Problem details:
Pick out every line of the entries below where "previous" occurs, and copy those lines.

Saved entries:
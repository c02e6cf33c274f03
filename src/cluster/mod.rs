//! Spatial clustering of (lon, lat) coordinates with DBSCAN and K-Means
pub mod centroid;
pub mod collection;
pub mod coordinate;
pub mod dbscan;
pub mod distance;
pub mod kdtree;
pub mod kmeans;
pub mod traits;

#[cfg(test)]
mod dbscan_test;

pub use centroid::Centroid;
pub use collection::CoordinateCollection;
pub use coordinate::{ClusterTag, Coordinate};
pub use dbscan::{DEFAULT_MIN_POINTS, Dbscan, NeighbourSearch, region_query};
pub use distance::{
    DEGREE_RAD, EARTH_R, distance_squared, equirectangular, haversine, spherical,
};
pub use kdtree::KdTree;
pub use kmeans::{DEFAULT_MAX_ITERATIONS, KMeans, estimate_k};
pub use traits::Clusterer;
use crate::errors::{AppError, AppResult};
use serde::{Deserialize, Serialize};
use std::fs;
use std::path::{Path, PathBuf};
use std::time::Duration;

pub const DATA_DIR_ENV: &str = "STAT_TRACKER_DATA_DIR";

#[derive(Debug, Clone, Serialize, Deserialize)]
#[serde(default, rename_all = "camelCase")]
pub struct TrackerConfig {
    pub data_dir: PathBuf,
    pub database_file: String,
    pub lock_timeout_secs: u64,
    pub lock_stale_after_secs: u64,
    pub lock_poll_millis: u64,
    pub refresh_interval_secs: u64,
    pub utc_offset_minutes: i32,
    pub log_level: String,
    pub log_dir: Option<PathBuf>,
}

impl Default for TrackerConfig {
    fn default() -> Self {
        Self {
            data_dir: PathBuf::from("data"),
            database_file: "stats.sqlite".to_string(),
            lock_timeout_secs: 60,
            lock_stale_after_secs: 300,
            lock_poll_millis: 100,
            refresh_interval_secs: 600,
            utc_offset_minutes: 0,
            log_level: "info".to_string(),
            log_dir: None,
        }
    }
}

impl TrackerConfig {
    /// Reads YAML config; a missing file yields defaults. `STAT_TRACKER_DATA_DIR` overrides `dataDir`.
    pub fn load(path: &Path) -> AppResult<Self> {
        let mut config = if path.exists() {
            let raw = fs::read_to_string(path)?;
            if raw.trim().is_empty() {
                Self::default()
            } else {
                serde_yaml::from_str::<Self>(&raw)?
            }
        } else {
            tracing::info!(path = %path.display(), "config file not found, using defaults");
            Self::default()
        };

        if let Ok(dir) = std::env::var(DATA_DIR_ENV) {
            if !dir.trim().is_empty() {
                config.data_dir = PathBuf::from(dir);
            }
        }

        config.validate()?;
        Ok(config)
    }

    pub fn validate(&self) -> AppResult<()> {
        if self.database_file.trim().is_empty() {
            return Err(AppError::InvalidInput("databaseFile must not be empty".to_string()));
        }
        if self.lock_poll_millis == 0 {
            return Err(AppError::InvalidInput("lockPollMillis must be positive".to_string()));
        }
        if self.refresh_interval_secs == 0 {
            return Err(AppError::InvalidInput("refreshIntervalSecs must be positive".to_string()));
        }
        if self.utc_offset_minutes.abs() > 14 * 60 {
            return Err(AppError::InvalidInput(format!(
                "utcOffsetMinutes {} is outside +/-14h",
                self.utc_offset_minutes
            )));
        }
        Ok(())
    }

    pub fn database_path(&self) -> PathBuf {
        self.data_dir.join(&self.database_file)
    }

    pub fn lock_dir(&self) -> PathBuf {
        self.data_dir.join("locks")
    }

    pub fn log_dir(&self) -> PathBuf {
        self.log_dir.clone().unwrap_or_else(|| self.data_dir.join("logs"))
    }

    pub fn lock_timeout(&self) -> Duration {
        Duration::from_secs(self.lock_timeout_secs)
    }

    pub fn lock_stale_after(&self) -> Duration {
        Duration::from_secs(self.lock_stale_after_secs)
    }

    pub fn lock_poll_interval(&self) -> Duration {
        Duration::from_millis(self.lock_poll_millis)
    }

    pub fn refresh_interval(&self) -> Duration {
        Duration::from_secs(self.refresh_interval_secs)
    }
}
fn read_revision(conn: &Connection) -> AppResult<u64> {
    let raw: Option<String> = conn
        .query_row("SELECT value FROM store_meta WHERE key = ?1", [REVISION_KEY], |row| row.get(0))
        .optional()?;
    Ok(raw.and_then(|value| value.parse::<u64>().ok()).unwrap_or(0))
}

fn bump_revision(tx: &Transaction<'_>) -> AppResult<u64> {
    let next = read_revision(tx)? + 1;
    tx.execute(
        "INSERT INTO store_meta (key, value) VALUES (?1, ?2)
         ON CONFLICT(key) DO UPDATE SET value = excluded.value",
        params![REVISION_KEY, next.to_string()],
    )?;
    Ok(next)
}

fn upsert_meta(
    conn: &Connection,
    key: &str,
    display_name: &str,
    update: Option<&MetaUpdate>,
    now: &str,
) -> AppResult<()> {
    let fields_json = match update.and_then(|update| update.fields.as_ref()) {
        Some(fields) => Some(serde_json::to_string(fields)?),
        None => None,
    };
    let override_name = update.and_then(|update| update.display_name.as_deref());
    conn.execute(
        "INSERT INTO entity_meta (entity_id, display_name, fields_json, created_at, updated_at)
         VALUES (?1, ?2, COALESCE(?3, '{}'), ?4, ?4)
         ON CONFLICT(entity_id) DO UPDATE SET
           display_name = COALESCE(?5, entity_meta.display_name),
           fields_json = COALESCE(?3, entity_meta.fields_json),
           updated_at = excluded.updated_at",
        params![key, display_name, fields_json, now, override_name],
    )?;
    Ok(())
}

fn read_snapshot_rows(conn: &Connection, key: &str) -> AppResult<BTreeMap<String, StatSnapshots>> {
    let mut stmt = conn.prepare_cached(
        "SELECT stat_name, lifetime,
                COALESCE(session_snapshot, 0), COALESCE(daily_snapshot, 0),
                COALESCE(yesterday_snapshot, 0), COALESCE(monthly_snapshot, 0)
         FROM stat_records WHERE entity_id = ?1",
    )?;
    let rows = stmt.query_map([key], |row| Ok((row.get::<_, String>(0)?, parse_snapshots(row, 1)?)))?;
    let mut result = BTreeMap::new();
    for row in rows {
        let (stat_name, snapshots) = row?;
        result.insert(stat_name, snapshots);
    }
    Ok(result)
}

fn read_sheet(conn: &Connection, key: &str) -> AppResult<StatSheet> {
    Ok(read_snapshot_rows(conn, key)?
        .into_iter()
        .map(|(stat_name, snapshots)| (stat_name, snapshots.deltas()))
        .collect())
}

fn read_all_sheets(conn: &Connection) -> AppResult<BTreeMap<String, StatSheet>> {
    let mut stmt = conn.prepare_cached(
        "SELECT entity_id, stat_name, lifetime,
                COALESCE(session_snapshot, 0), COALESCE(daily_snapshot, 0),
                COALESCE(yesterday_snapshot, 0), COALESCE(monthly_snapshot, 0)
         FROM stat_records",
    )?;
    let rows = stmt.query_map([], |row| {
        Ok((
            row.get::<_, String>(0)?,
            row.get::<_, String>(1)?,
            parse_snapshots(row, 2)?,
        ))
    })?;
    let mut result: BTreeMap<String, StatSheet> = BTreeMap::new();
    for row in rows {
        let (entity_id, stat_name, snapshots) = row?;
        result
            .entry(entity_id)
            .or_default()
            .insert(stat_name, snapshots.deltas());
    }
    Ok(result)
}

fn read_all_meta(conn: &Connection) -> AppResult<BTreeMap<String, EntityMeta>> {
    let mut stmt = conn.prepare_cached(
        "SELECT entity_id, display_name, fields_json, created_at, updated_at FROM entity_meta",
    )?;
    let rows = stmt.query_map([], parse_meta_row)?;
    let mut result = BTreeMap::new();
    for row in rows {
        let meta = row?;
        result.insert(meta.entity_id.clone(), meta);
    }
    Ok(result)
}

fn parse_snapshots(row: &rusqlite::Row<'_>, offset: usize) -> rusqlite::Result<StatSnapshots> {
    Ok(StatSnapshots {
        lifetime: row.get(offset)?,
        session: row.get(offset + 1)?,
        daily: row.get(offset + 2)?,
        yesterday: row.get(offset + 3)?,
        monthly: row.get(offset + 4)?,
    })
}

fn parse_meta_row(row: &rusqlite::Row<'_>) -> rusqlite::Result<EntityMeta> {
    let fields_raw: String = row.get(2)?;
    let fields = serde_json::from_str::<serde_json::Map<String, serde_json::Value>>(&fields_raw)
        .map_err(|err| rusqlite::Error::FromSqlConversionFailure(2, rusqlite::types::Type::Text, Box::new(err)))?;
    Ok(EntityMeta {
        entity_id: row.get(0)?,
        display_name: row.get(1)?,
        fields,
        created_at: parse_time(&row.get::<_, String>(3)?)?,
        updated_at: parse_time(&row.get::<_, String>(4)?)?,
    })
}

fn parse_time(raw: &str) -> rusqlite::Result<DateTime<Utc>> {
    DateTime::parse_from_rfc3339(raw)
        .map(|value| value.with_timezone(&Utc))
        .map_err(|err| rusqlite::Error::FromSqlConversionFailure(0, rusqlite::types::Type::Text, Box::new(err)))
}
use crate::db::Database;
use crate::errors::{AppError, AppResult};
use crate::models::{CycleReport, CycleState, Period, RefreshRequest};
use crate::orchestrator::Orchestrator;
use chrono::{DateTime, Datelike, FixedOffset, Utc};
use std::collections::BTreeSet;
use std::sync::{Arc, RwLock};
use tokio::sync::Notify;
use tokio::task::JoinHandle;
use tokio::time::{Duration, MissedTickBehavior};

pub const LAST_CYCLE_KEY: &str = "last_cycle_at";

#[derive(Debug, Clone, Default, PartialEq, Eq)]
pub struct CyclePlan {
    pub rotate_yesterday: bool,
    pub reset_periods: BTreeSet<Period>,
}

/// Decides which periods a timer tick at `now` has to roll, given the previous completed tick.
///
/// Boundaries are local calendar days and months at `utc_offset`. Several skipped days still
/// produce a single rotation. Session is never reset here.
pub fn plan_cycle(last_run: Option<DateTime<Utc>>, now: DateTime<Utc>, utc_offset: FixedOffset) -> CyclePlan {
    let Some(last_run) = last_run else {
        return CyclePlan::default();
    };
    let previous = last_run.with_timezone(&utc_offset).date_naive();
    let current = now.with_timezone(&utc_offset).date_naive();
    if current <= previous {
        return CyclePlan::default();
    }

    let mut reset_periods = BTreeSet::from([Period::Daily]);
    if (current.year(), current.month()) != (previous.year(), previous.month()) {
        reset_periods.insert(Period::Monthly);
    }
    CyclePlan {
        rotate_yesterday: true,
        reset_periods,
    }
}

pub fn offset_from_minutes(minutes: i32) -> AppResult<FixedOffset> {
    FixedOffset::east_opt(minutes * 60)
        .ok_or_else(|| AppError::InvalidInput(format!("invalid utc offset {} minutes", minutes)))
}

/// Periodic driver for tracked entities. Clones share state.
#[derive(Clone)]
pub struct RefreshScheduler {
    orchestrator: Orchestrator,
    db: Arc<Database>,
    notify: Arc<Notify>,
    last_report: Arc<RwLock<Option<CycleReport>>>,
    interval: Duration,
    utc_offset: FixedOffset,
}

impl RefreshScheduler {
    pub fn new(orchestrator: Orchestrator, db: Arc<Database>, interval: Duration, utc_offset: FixedOffset) -> Self {
        Self {
            orchestrator,
            db,
            notify: Arc::new(Notify::new()),
            last_report: Arc::new(RwLock::new(None)),
            interval,
            utc_offset,
        }
    }

    pub fn start(&self) -> JoinHandle<()> {
        let scheduler = self.clone();
        tokio::spawn(async move {
            scheduler.run_loop().await;
        })
    }

    /// Wakes the loop for an immediate tick.
    pub fn refresh_now(&self) {
        self.notify.notify_one();
    }

    pub fn last_report(&self) -> Option<CycleReport> {
        self.last_report
            .read()
            .ok()
            .and_then(|report| report.clone())
    }

    pub fn last_cycle_at(&self) -> AppResult<Option<DateTime<Utc>>> {
        let Some(raw) = self.db.get_store_value(LAST_CYCLE_KEY)? else {
            return Ok(None);
        };
        match DateTime::parse_from_rfc3339(&raw) {
            Ok(value) => Ok(Some(value.with_timezone(&Utc))),
            Err(error) => {
                tracing::warn!(value = %raw, error = %error, "ignoring unparseable last cycle time");
                Ok(None)
            }
        }
    }

    /// One timer tick: plan against the persisted last run, refresh the tracked set, and record
    /// `now` only when the cycle completed.
    pub async fn tick(&self, now: DateTime<Utc>) -> AppResult<CycleReport> {
        let plan = plan_cycle(self.last_cycle_at()?, now, self.utc_offset);
        let request = RefreshRequest {
            reset_periods: plan.reset_periods,
            rotate_yesterday: plan.rotate_yesterday,
            entity_ids: self.db.tracked_entities()?,
            narrow: false,
        };

        let report = self.orchestrator.run_cycle(request).await;
        if report.state == CycleState::Done {
            self.db.set_store_value(LAST_CYCLE_KEY, &now.to_rfc3339())?;
        }
        if let Ok(mut slot) = self.last_report.write() {
            *slot = Some(report.clone());
        }
        Ok(report)
    }

    async fn run_loop(self) {
        let mut ticker = tokio::time::interval(self.interval);
        ticker.set_missed_tick_behavior(MissedTickBehavior::Skip);
        loop {
            tokio::select! {
                _ = ticker.tick() => {}
                _ = self.notify.notified() => {}
            }
            match self.tick(Utc::now()).await {
                Ok(report) if report.state == CycleState::Failed => {
                    tracing::warn!(error = report.error.as_deref().unwrap_or_default(), "scheduled refresh did not run");
                }
                Ok(_) => {}
                Err(error) => {
                    tracing::warn!(error = %error, "scheduled refresh tick failed");
                }
            }
        }
    }
}
use thiserror::Error;

#[derive(Debug, Error)]
pub enum AppError {
    #[error("LOCK_TIMEOUT: {0}")]
    LockTimeout(String),
    #[error("STORE_UNAVAILABLE: {0}")]
    StoreUnavailable(String),
    #[error("PARTIAL_INGEST: {0}")]
    PartialIngestFailure(String),
    #[error("CORRUPT_STORE: {0}")]
    CorruptStore(String),
    #[error("WRITE_FAILURE: {0}")]
    WriteFailure(String),
    #[error("INVALID_INPUT: {0}")]
    InvalidInput(String),
    #[error("IO_FAILURE: {0}")]
    Io(String),
    #[error("NOT_FOUND: {0}")]
    NotFound(String),
    #[error("INTERNAL: {0}")]
    Internal(String),
}

impl AppError {
    /// Lock timeouts and store outages skip a cycle; everything else is a real fault.
    pub fn is_retryable(&self) -> bool {
        matches!(self, Self::LockTimeout(_) | Self::StoreUnavailable(_))
    }

    pub fn code(&self) -> &'static str {
        match self {
            Self::LockTimeout(_) => "LOCK_TIMEOUT",
            Self::StoreUnavailable(_) => "STORE_UNAVAILABLE",
            Self::PartialIngestFailure(_) => "PARTIAL_INGEST",
            Self::CorruptStore(_) => "CORRUPT_STORE",
            Self::WriteFailure(_) => "WRITE_FAILURE",
            Self::InvalidInput(_) => "INVALID_INPUT",
            Self::Io(_) => "IO_FAILURE",
            Self::NotFound(_) => "NOT_FOUND",
            Self::Internal(_) => "INTERNAL",
        }
    }

    /// Rebuilds an error from a recorded `code` and its display string.
    pub fn from_code(code: &str, display: &str) -> Self {
        let message = display
            .strip_prefix(code)
            .and_then(|rest| rest.strip_prefix(": "))
            .unwrap_or(display)
            .to_string();
        match code {
            "LOCK_TIMEOUT" => Self::LockTimeout(message),
            "STORE_UNAVAILABLE" => Self::StoreUnavailable(message),
            "PARTIAL_INGEST" => Self::PartialIngestFailure(message),
            "CORRUPT_STORE" => Self::CorruptStore(message),
            "WRITE_FAILURE" => Self::WriteFailure(message),
            "INVALID_INPUT" => Self::InvalidInput(message),
            "IO_FAILURE" => Self::Io(message),
            "NOT_FOUND" => Self::NotFound(message),
            _ => Self::Internal(message),
        }
    }
}

impl From<std::io::Error> for AppError {
    fn from(value: std::io::Error) -> Self {
        Self::Io(value.to_string())
    }
}

impl From<rusqlite::Error> for AppError {
    fn from(value: rusqlite::Error) -> Self {
        match value.sqlite_error_code() {
            Some(rusqlite::ErrorCode::DatabaseBusy)
            | Some(rusqlite::ErrorCode::DatabaseLocked)
            | Some(rusqlite::ErrorCode::CannotOpen)
            | Some(rusqlite::ErrorCode::DiskFull)
            | Some(rusqlite::ErrorCode::SystemIoFailure) => Self::StoreUnavailable(value.to_string()),
            Some(rusqlite::ErrorCode::NotADatabase) | Some(rusqlite::ErrorCode::DatabaseCorrupt) => {
                Self::CorruptStore(value.to_string())
            }
            Some(rusqlite::ErrorCode::ConstraintViolation) => Self::InvalidInput(value.to_string()),
            _ => Self::Internal(value.to_string()),
        }
    }
}

impl From<serde_json::Error> for AppError {
    fn from(value: serde_json::Error) -> Self {
        Self::Internal(value.to_string())
    }
}

impl From<serde_yaml::Error> for AppError {
    fn from(value: serde_yaml::Error) -> Self {
        Self::InvalidInput(value.to_string())
    }
}

impl From<anyhow::Error> for AppError {
    fn from(value: anyhow::Error) -> Self {
        Self::Internal(value.to_string())
    }
}

pub type AppResult<T> = Result<T, AppError>;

Task output:
/// Decides which periods a timer tick at `now` has to roll, given the previous completed tick.
    let previous = last_run.with_timezone(&utc_offset).date_naive();
    if current <= previous {
    if (current.year(), current.month()) != (previous.year(), previous.month()) {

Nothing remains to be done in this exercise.